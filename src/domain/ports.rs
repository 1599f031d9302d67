use crate::domain::model::{DashboardData, ElectionRecord, RawRow};
use crate::utils::error::Result;
use async_trait::async_trait;

pub trait ConfigProvider: Send + Sync {
    fn sheet_url(&self) -> &str;
    fn revalidate_secs(&self) -> u64;
    fn request_timeout_secs(&self) -> u64;
}

/// One fetch cycle, split into its three stages. The engine is generic over
/// this seam so tests can drive it against a mock transport.
#[async_trait]
pub trait Pipeline: Send + Sync {
    /// Retrieve the source document and decode it into raw rows.
    async fn extract(&self) -> Result<Vec<RawRow>>;

    /// Turn raw rows into normalized election records.
    async fn normalize(&self, rows: Vec<RawRow>) -> Result<Vec<ElectionRecord>>;

    /// Derive the aggregate statistics and stamp the snapshot.
    async fn summarize(&self, records: Vec<ElectionRecord>) -> Result<DashboardData>;
}
use clap::Parser;
use std::time::Duration;
use tallyboard::core::tally::TRACKED_PARTY;
use tallyboard::utils::{logger, validation::Validate};
use tallyboard::{
    CliConfig, ConfigProvider, DashboardData, DashboardEngine, SheetPipeline, SourceStatus,
    TomlConfig,
};

#[tokio::main]
async fn main() -> anyhow::Result<()> {
    let cli = CliConfig::parse();

    logger::init_cli_logger(cli.verbose);
    tracing::info!("Starting tallyboard");
    if cli.verbose {
        tracing::debug!("CLI config: {:?}", cli);
    }

    if let Some(path) = cli.config.clone() {
        let config = TomlConfig::from_file(&path)?;
        check_config(&config);
        run(config, cli.watch, cli.json).await
    } else {
        check_config(&cli);
        run(cli.clone(), cli.watch, cli.json).await
    }
}

fn check_config<C: Validate>(config: &C) {
    if let Err(e) = config.validate() {
        tracing::error!("Configuration validation failed: {}", e);
        eprintln!("❌ {}", e);
        std::process::exit(1);
    }
}

async fn run<C: ConfigProvider>(config: C, watch: bool, json: bool) -> anyhow::Result<()> {
    let revalidate_secs = config.revalidate_secs();
    let pipeline = SheetPipeline::new(config)?;
    let engine = DashboardEngine::new(pipeline);

    if watch {
        tracing::info!("Watch mode: refreshing every {}s", revalidate_secs);
        let mut ticker = tokio::time::interval(Duration::from_secs(revalidate_secs));
        loop {
            ticker.tick().await;
            let data = engine.dashboard_data().await;
            print_snapshot(&data, json)?;
        }
    } else {
        let data = engine.dashboard_data().await;
        print_snapshot(&data, json)?;
    }

    Ok(())
}

fn print_snapshot(data: &DashboardData, json: bool) -> anyhow::Result<()> {
    if json {
        println!("{}", serde_json::to_string_pretty(data)?);
        return Ok(());
    }

    match &data.status {
        SourceStatus::Failed { reason } => {
            println!("❌ Results unavailable: {}", reason);
            return Ok(());
        }
        SourceStatus::Fresh { fetched_at } => {
            println!("Election results (fetched {})", fetched_at.to_rfc3339());
        }
    }

    if data.records.is_empty() {
        println!("No results yet.");
        return Ok(());
    }

    let agg = &data.aggregate;
    println!(
        "Constituencies: {}   Total votes: {}   Declared: {}   Undeclared: {}",
        agg.total_constituencies, agg.total_votes, agg.declared_seats, agg.undeclared_seats
    );

    println!("Seats won:");
    for (label, seats) in agg.seat_distribution() {
        println!("  {:<12} {}", label, seats);
    }

    println!("{} wins by division:", TRACKED_PARTY);
    for (division, wins) in &agg.wins_by_division {
        println!("  {:<12} {}", division, wins);
    }

    Ok(())
}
######
> [What is expected]
Word for word, please print every line from the beginning of the records to the line bearing "stamp the snapshot.", counting both ends and stopping there.

> [Task answer]
filename src/domain/ports.rs
repository 1599f031d9302d67
use crate::domain::model::{DashboardData, ElectionRecord, RawRow};
use crate::utils::error::Result;
use async_trait::async_trait;

pub trait ConfigProvider: Send + Sync {
    fn sheet_url(&self) -> &str;
    fn revalidate_secs(&self) -> u64;
    fn request_timeout_secs(&self) -> u64;
}

/// One fetch cycle, split into its three stages. The engine is generic over
/// this seam so tests can drive it against a mock transport.
#[async_trait]
pub trait Pipeline: Send + Sync {
    /// Retrieve the source document and decode it into raw rows.
    async fn extract(&self) -> Result<Vec<RawRow>>;

    /// Turn raw rows into normalized election records.
    async fn normalize(&self, rows: Vec<RawRow>) -> Result<Vec<ElectionRecord>>;

    /// Derive the aggregate statistics and stamp the snapshot.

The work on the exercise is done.